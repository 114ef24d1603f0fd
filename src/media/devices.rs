//! Capture device interface.
//!
//! The host shell owns the actual hardware (microphone, camera) and provides
//! it behind [`MediaDevices`]; this crate only decides what to request and
//! how to degrade when the request cannot be satisfied. [`NullDevices`] is
//! the headless default: it reports no devices, so acquisition always takes
//! the synthetic fallback.

use async_trait::async_trait;
use thiserror::Error;

use super::tracks::LocalTrack;

/// Input device classes relevant to calling.
#[derive(Debug, Clone, Copy, PartialEq, Eq)]
pub enum DeviceKind {
    AudioInput,
    VideoInput,
}

#[derive(Debug, Clone)]
pub struct DeviceInfo {
    pub kind: DeviceKind,
    pub label: String,
}

/// Audio capture constraints; echo cancellation, noise suppression and auto
/// gain are all requested by default.
#[derive(Debug, Clone)]
pub struct AudioConstraints {
    pub echo_cancellation: bool,
    pub noise_suppression: bool,
    pub auto_gain_control: bool,
}

impl Default for AudioConstraints {
    fn default() -> Self {
        Self {
            echo_cancellation: true,
            noise_suppression: true,
            auto_gain_control: true,
        }
    }
}

/// Video capture constraints: front-facing at a bounded ideal resolution.
#[derive(Debug, Clone)]
pub struct VideoConstraints {
    pub ideal_width: u32,
    pub ideal_height: u32,
    pub frame_rate: u32,
    pub facing_front: bool,
}

impl Default for VideoConstraints {
    fn default() -> Self {
        Self {
            ideal_width: 1280,
            ideal_height: 720,
            frame_rate: 30,
            facing_front: true,
        }
    }
}

/// Typed capture failures, mirrored from the host platform.
#[derive(Debug, Error)]
pub enum MediaError {
    #[error("permission to use the capture device was denied")]
    PermissionDenied,

    #[error("no suitable capture device: {0}")]
    NotFound(&'static str),

    #[error("capture device is busy")]
    Busy,

    #[error("capture backend failure: {0}")]
    Backend(String),
}

/// Host capture interface consumed by [`acquire`](super::acquire).
#[async_trait]
pub trait MediaDevices: Send + Sync + 'static {
    async fn enumerate(&self) -> Result<Vec<DeviceInfo>, MediaError>;

    async fn open_audio(&self, constraints: &AudioConstraints) -> Result<LocalTrack, MediaError>;

    async fn open_video(&self, constraints: &VideoConstraints) -> Result<LocalTrack, MediaError>;
}

/// Device interface that reports no hardware at all.
#[derive(Debug, Default, Clone, Copy)]
pub struct NullDevices;

#[async_trait]
impl MediaDevices for NullDevices {
    async fn enumerate(&self) -> Result<Vec<DeviceInfo>, MediaError> {
        Ok(Vec::new())
    }

    async fn open_audio(&self, _constraints: &AudioConstraints) -> Result<LocalTrack, MediaError> {
        Err(MediaError::NotFound("no microphone"))
    }

    async fn open_video(&self, _constraints: &VideoConstraints) -> Result<LocalTrack, MediaError> {
        Err(MediaError::NotFound("no camera"))
    }
}
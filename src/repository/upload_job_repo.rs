// ==========================================
// 通用数据交换引擎 - 上传任务仓储
// ==========================================
// 职责: 上传任务的持久化访问（不含处理逻辑）
// 红线: 任务永不删除,保留为审计记录
// ==========================================

use crate::db;
use crate::domain::upload_job::{FieldMapping, UploadJob, UploadStatus};
use crate::repository::error::RepositoryError;
use async_trait::async_trait;
use chrono::{DateTime, Duration, Utc};
use rusqlite::{Connection, Row};
use std::path::{Path, PathBuf};
use std::sync::{Arc, Mutex};
use tracing::info;

// ==========================================
// UploadJobRepository Trait
// ==========================================
#[async_trait]
pub trait UploadJobRepository: Send + Sync {
    /// 插入新任务
    async fn insert_job(&self, job: &UploadJob) -> Result<(), RepositoryError>;

    /// 按 ID 查询任务
    async fn get_job(&self, job_id: &str) -> Result<Option<UploadJob>, RepositoryError>;

    /// 更新任务状态
    ///
    /// 进入 Processing 时写入 processing_started_at（滞留检测依据）
    async fn update_status(
        &self,
        job_id: &str,
        status: UploadStatus,
    ) -> Result<(), RepositoryError>;

    /// 挂接结果报告
    async fn attach_report(&self, job_id: &str, report_path: &Path)
        -> Result<(), RepositoryError>;

    /// 持久化列映射
    async fn save_mappings(
        &self,
        job_id: &str,
        mappings: &[FieldMapping],
    ) -> Result<(), RepositoryError>;

    /// 最近任务列表（审计用,按创建时间倒序）
    async fn list_recent(&self, limit: usize) -> Result<Vec<UploadJob>, RepositoryError>;

    /// 回收滞留任务
    ///
    /// 处理中超过时限的任务视为工作者崩溃遗留,翻回 Pending 等待重新入队。
    ///
    /// # 返回
    /// - Ok(Vec<UploadJob>): 被回收的任务（状态已为 Pending）
    async fn requeue_stale(&self, older_than: Duration)
        -> Result<Vec<UploadJob>, RepositoryError>;
}

// ==========================================
// SqliteUploadJobRepository
// ==========================================
#[derive(Clone)]
pub struct SqliteUploadJobRepository {
    conn: Arc<Mutex<Connection>>,
}

impl SqliteUploadJobRepository {
    pub fn new(db_path: &str) -> Result<Self, RepositoryError> {
        let conn = db::open_sqlite_connection(db_path)?;
        db::init_schema(&conn)?;

        Ok(Self {
            conn: Arc::new(Mutex::new(conn)),
        })
    }

    fn lock_conn(&self) -> Result<std::sync::MutexGuard<'_, Connection>, RepositoryError> {
        self.conn
            .lock()
            .map_err(|e| RepositoryError::LockPoisoned(e.to_string()))
    }
}

fn parse_timestamp(raw: &str) -> Result<DateTime<Utc>, RepositoryError> {
    DateTime::parse_from_rfc3339(raw)
        .map(|dt| dt.with_timezone(&Utc))
        .map_err(|e| RepositoryError::Corrupted(format!("时间戳非法 {}: {}", raw, e)))
}

const JOB_COLUMNS: &str = "job_id, schema_name, file_path, status, field_mappings_json, \
     notify_email, report_path, processing_started_at, created_at, updated_at";

/// 原始行: 列读取留在 rusqlite 错误域,域类型解析在外层完成
struct JobRow {
    job_id: String,
    schema_name: String,
    file_path: String,
    status: String,
    field_mappings_json: String,
    notify_email: Option<String>,
    report_path: Option<String>,
    processing_started_at: Option<String>,
    created_at: String,
    updated_at: String,
}

fn job_from_row(row: &Row<'_>) -> rusqlite::Result<JobRow> {
    Ok(JobRow {
        job_id: row.get(0)?,
        schema_name: row.get(1)?,
        file_path: row.get(2)?,
        status: row.get(3)?,
        field_mappings_json: row.get(4)?,
        notify_email: row.get(5)?,
        report_path: row.get(6)?,
        processing_started_at: row.get(7)?,
        created_at: row.get(8)?,
        updated_at: row.get(9)?,
    })
}

/// 原始行 → UploadJob
fn hydrate_job(raw: JobRow) -> Result<UploadJob, RepositoryError> {
    let status = UploadStatus::parse(&raw.status)
        .ok_or_else(|| RepositoryError::Corrupted(format!("任务状态非法: {}", raw.status)))?;

    Ok(UploadJob {
        job_id: raw.job_id,
        schema_name: raw.schema_name,
        file_path: PathBuf::from(raw.file_path),
        field_mappings: serde_json::from_str(&raw.field_mappings_json)?,
        notify_email: raw.notify_email,
        status,
        report_path: raw.report_path.map(PathBuf::from),
        processing_started_at: raw
            .processing_started_at
            .as_deref()
            .map(parse_timestamp)
            .transpose()?,
        created_at: parse_timestamp(&raw.created_at)?,
        updated_at: parse_timestamp(&raw.updated_at)?,
    })
}

#[async_trait]
impl UploadJobRepository for SqliteUploadJobRepository {
    async fn insert_job(&self, job: &UploadJob) -> Result<(), RepositoryError> {
        let conn = self.lock_conn()?;

        let mappings_json = serde_json::to_string(&job.field_mappings)?;

        conn.execute(
            r#"
            INSERT INTO upload_job (
                job_id, schema_name, file_path, status, field_mappings_json,
                notify_email, report_path, processing_started_at, created_at, updated_at
            ) VALUES (?1, ?2, ?3, ?4, ?5, ?6, ?7, ?8, ?9, ?10)
            "#,
            rusqlite::params![
                job.job_id,
                job.schema_name,
                job.file_path.to_string_lossy().to_string(),
                job.status.as_str(),
                mappings_json,
                job.notify_email,
                job.report_path.as_ref().map(|p| p.to_string_lossy().to_string()),
                job.processing_started_at.map(|t| t.to_rfc3339()),
                job.created_at.to_rfc3339(),
                job.updated_at.to_rfc3339(),
            ],
        )?;

        Ok(())
    }

    async fn get_job(&self, job_id: &str) -> Result<Option<UploadJob>, RepositoryError> {
        let conn = self.lock_conn()?;

        let mut stmt = conn.prepare(&format!(
            "SELECT {} FROM upload_job WHERE job_id = ?1",
            JOB_COLUMNS
        ))?;

        let mut rows = stmt.query_map([job_id], job_from_row)?;

        match rows.next() {
            Some(row) => Ok(Some(hydrate_job(row?)?)),
            None => Ok(None),
        }
    }

    async fn update_status(
        &self,
        job_id: &str,
        status: UploadStatus,
    ) -> Result<(), RepositoryError> {
        let conn = self.lock_conn()?;
        let now = Utc::now().to_rfc3339();

        let affected = if status == UploadStatus::Processing {
            conn.execute(
                "UPDATE upload_job SET status = ?1, processing_started_at = ?2, updated_at = ?2 \
                 WHERE job_id = ?3",
                rusqlite::params![status.as_str(), now, job_id],
            )?
        } else {
            conn.execute(
                "UPDATE upload_job SET status = ?1, updated_at = ?2 WHERE job_id = ?3",
                rusqlite::params![status.as_str(), now, job_id],
            )?
        };

        if affected == 0 {
            return Err(RepositoryError::NotFound(job_id.to_string()));
        }

        Ok(())
    }

    async fn attach_report(
        &self,
        job_id: &str,
        report_path: &Path,
    ) -> Result<(), RepositoryError> {
        let conn = self.lock_conn()?;
        let now = Utc::now().to_rfc3339();

        let affected = conn.execute(
            "UPDATE upload_job SET report_path = ?1, updated_at = ?2 WHERE job_id = ?3",
            rusqlite::params![report_path.to_string_lossy().to_string(), now, job_id],
        )?;

        if affected == 0 {
            return Err(RepositoryError::NotFound(job_id.to_string()));
        }

        Ok(())
    }

    async fn save_mappings(
        &self,
        job_id: &str,
        mappings: &[FieldMapping],
    ) -> Result<(), RepositoryError> {
        let conn = self.lock_conn()?;
        let now = Utc::now().to_rfc3339();
        let mappings_json = serde_json::to_string(mappings)?;

        let affected = conn.execute(
            "UPDATE upload_job SET field_mappings_json = ?1, updated_at = ?2 WHERE job_id = ?3",
            rusqlite::params![mappings_json, now, job_id],
        )?;

        if affected == 0 {
            return Err(RepositoryError::NotFound(job_id.to_string()));
        }

        Ok(())
    }

    async fn list_recent(&self, limit: usize) -> Result<Vec<UploadJob>, RepositoryError> {
        let conn = self.lock_conn()?;

        let mut stmt = conn.prepare(&format!(
            "SELECT {} FROM upload_job ORDER BY created_at DESC LIMIT ?1",
            JOB_COLUMNS
        ))?;

        let rows = stmt.query_map([limit as i64], job_from_row)?;

        let mut jobs = Vec::new();
        for row in rows {
            jobs.push(hydrate_job(row?)?);
        }

        Ok(jobs)
    }

    async fn requeue_stale(
        &self,
        older_than: Duration,
    ) -> Result<Vec<UploadJob>, RepositoryError> {
        let conn = self.lock_conn()?;
        let cutoff = (Utc::now() - older_than).to_rfc3339();

        // 先捞出滞留任务,再逐个翻回 Pending
        let mut stmt = conn.prepare(&format!(
            "SELECT {} FROM upload_job \
             WHERE status = 'PROCESSING' AND processing_started_at IS NOT NULL \
               AND processing_started_at < ?1 \
             ORDER BY processing_started_at",
            JOB_COLUMNS
        ))?;

        let rows = stmt.query_map([cutoff], job_from_row)?;

        let mut stale_jobs = Vec::new();
        for row in rows {
            stale_jobs.push(hydrate_job(row?)?);
        }
        drop(stmt);

        let now = Utc::now().to_rfc3339();
        for job in &mut stale_jobs {
            conn.execute(
                "UPDATE upload_job SET status = 'PENDING', processing_started_at = NULL, \
                 updated_at = ?1 WHERE job_id = ?2",
                rusqlite::params![now, job.job_id],
            )?;
            job.status = UploadStatus::Pending;
            job.processing_started_at = None;
        }

        if !stale_jobs.is_empty() {
            info!(count = stale_jobs.len(), "滞留任务已回收为 Pending");
        }

        Ok(stale_jobs)
    }
}
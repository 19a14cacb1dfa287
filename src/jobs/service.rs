// ==========================================
// 通用数据交换引擎 - 上传任务服务
// ==========================================
// 职责: 任务创建与列映射维护
// 约定: 列映射在创建时校验列名存在;解析阶段对陈旧映射静默跳过
// ==========================================

use crate::domain::upload_job::UploadJob;
use crate::importer::file_parser::UniversalFileParser;
use crate::importer::record_importer_trait::FileParser;
use crate::jobs::error::{JobError, JobResult};
use crate::repository::upload_job_repo::UploadJobRepository;
use std::path::Path;
use tracing::info;

// ==========================================
// UploadJobService - 任务服务
// ==========================================
pub struct UploadJobService<J>
where
    J: UploadJobRepository,
{
    jobs: J,
}

impl<J> UploadJobService<J>
where
    J: UploadJobRepository,
{
    pub fn new(jobs: J) -> Self {
        Self { jobs }
    }

    pub fn repository(&self) -> &J {
        &self.jobs
    }

    /// 创建上传任务（初始状态 Pending）
    pub async fn create_job(
        &self,
        schema_name: &str,
        file_path: impl AsRef<Path>,
        notify_email: Option<&str>,
    ) -> JobResult<UploadJob> {
        let mut job = UploadJob::new(schema_name, file_path);
        if let Some(email) = notify_email {
            job.notify_email = Some(email.to_string());
        }

        self.jobs.insert_job(&job).await?;

        info!(job_id = %job.job_id, schema = %schema_name, "上传任务已创建");
        Ok(job)
    }

    /// 追加列映射并持久化
    ///
    /// 列名必须存在于任务源文件的表头中。
    pub async fn add_field_mapping(
        &self,
        job: &mut UploadJob,
        column_name: &str,
        field_name: &str,
    ) -> JobResult<()> {
        let table = UniversalFileParser.parse_to_raw_table(&job.file_path)?;

        if !table.headers.iter().any(|header| header == column_name) {
            return Err(JobError::ColumnNotFound {
                column: column_name.to_string(),
                available: table.headers.join(", "),
            });
        }

        job.push_mapping(column_name, field_name);
        self.jobs
            .save_mappings(&job.job_id, &job.field_mappings)
            .await?;

        Ok(())
    }

    /// 最近任务列表（审计用）
    pub async fn recent_jobs(&self, limit: usize) -> JobResult<Vec<UploadJob>> {
        Ok(self.jobs.list_recent(limit).await?)
    }
}

#[cfg(test)]
mod tests {
    use super::*;
    use crate::repository::upload_job_repo::SqliteUploadJobRepository;
    use std::io::Write;

    fn temp_csv(lines: &[&str]) -> tempfile::NamedTempFile {
        let mut file = tempfile::Builder::new()
            .suffix(".csv")
            .tempfile()
            .unwrap();
        for line in lines {
            writeln!(file, "{}", line).unwrap();
        }
        file
    }

    fn test_service() -> (tempfile::NamedTempFile, UploadJobService<SqliteUploadJobRepository>) {
        let db_file = tempfile::NamedTempFile::new().unwrap();
        let repo = SqliteUploadJobRepository::new(db_file.path().to_str().unwrap()).unwrap();
        (db_file, UploadJobService::new(repo))
    }

    #[tokio::test]
    async fn test_create_job_persists() {
        let (_db, service) = test_service();
        let csv = temp_csv(&["name", "Ada"]);

        let job = service
            .create_job("member", csv.path(), Some("ops@example.com"))
            .await
            .unwrap();

        let loaded = service
            .repository()
            .get_job(&job.job_id)
            .await
            .unwrap()
            .unwrap();
        assert_eq!(loaded.notify_email.as_deref(), Some("ops@example.com"));
    }

    #[tokio::test]
    async fn test_add_field_mapping_validates_column() {
        let (_db, service) = test_service();
        let csv = temp_csv(&["Full Name,email", "Ada,a@example.com"]);

        let mut job = service.create_job("member", csv.path(), None).await.unwrap();

        service
            .add_field_mapping(&mut job, "Full Name", "name")
            .await
            .unwrap();

        let missing = service
            .add_field_mapping(&mut job, "Nickname", "name")
            .await;
        assert!(matches!(missing, Err(JobError::ColumnNotFound { .. })));

        let loaded = service
            .repository()
            .get_job(&job.job_id)
            .await
            .unwrap()
            .unwrap();
        assert_eq!(loaded.field_mappings.len(), 1);
        assert_eq!(loaded.field_mappings[0].column_name, "Full Name");
    }
}
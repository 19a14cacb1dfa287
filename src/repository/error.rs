// ==========================================
// 通用数据交换引擎 - 仓储层错误类型
// ==========================================

use thiserror::Error;

/// 仓储层错误类型
#[derive(Error, Debug)]
pub enum RepositoryError {
    #[error("数据库错误: {0}")]
    Database(String),

    #[error("锁获取失败: {0}")]
    LockPoisoned(String),

    #[error("记录不存在: {0}")]
    NotFound(String),

    #[error("数据损坏: {0}")]
    Corrupted(String),

    #[error("序列化失败: {0}")]
    Serialization(#[from] serde_json::Error),

    #[error(transparent)]
    Other(#[from] anyhow::Error),
}

// 实现 From<rusqlite::Error>
impl From<rusqlite::Error> for RepositoryError {
    fn from(err: rusqlite::Error) -> Self {
        RepositoryError::Database(err.to_string())
    }
}
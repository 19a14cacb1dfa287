// ==========================================
// 日志系统初始化
// ==========================================
// 使用 tracing 和 tracing-subscriber
// 支持环境变量配置日志级别
// ==========================================

use tracing_subscriber::{fmt, EnvFilter};

/// 初始化日志系统
///
/// # 环境变量
/// - RUST_LOG: 日志级别过滤器（默认: info）
///   例如: RUST_LOG=debug 或 RUST_LOG=querycsv=trace
///
/// # 示例
/// ```no_run
/// use querycsv::logging;
/// logging::init();
/// ```
pub fn init() {
    // 从环境变量读取日志级别,默认为 info
    let filter = EnvFilter::try_from_default_env()
        .unwrap_or_else(|_| EnvFilter::new("info"));

    // 配置日志格式
    fmt()
        .with_env_filter(filter)
        .with_target(true)
        .with_thread_ids(false)
        .with_line_number(true)
        .init();
}

/// 初始化测试环境的日志系统
///
/// 使用更详细的日志级别,便于调试
pub fn init_test() {
    let _ = fmt()
        .with_env_filter(EnvFilter::new("debug"))
        .with_test_writer()
        .try_init();
}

━━━━━━━━━━

## Task objective
Write out the listing exactly from its first line to the line containing "to request and". Both of those lines belong in the answer.

## Result for this exercise
repository 114ef24d1603f0fd
filename src/media/devices.rs
//! Capture device interface.
//!
//! The host shell owns the actual hardware (microphone, camera) and provides
//! it behind [`MediaDevices`]; this crate only decides what to request and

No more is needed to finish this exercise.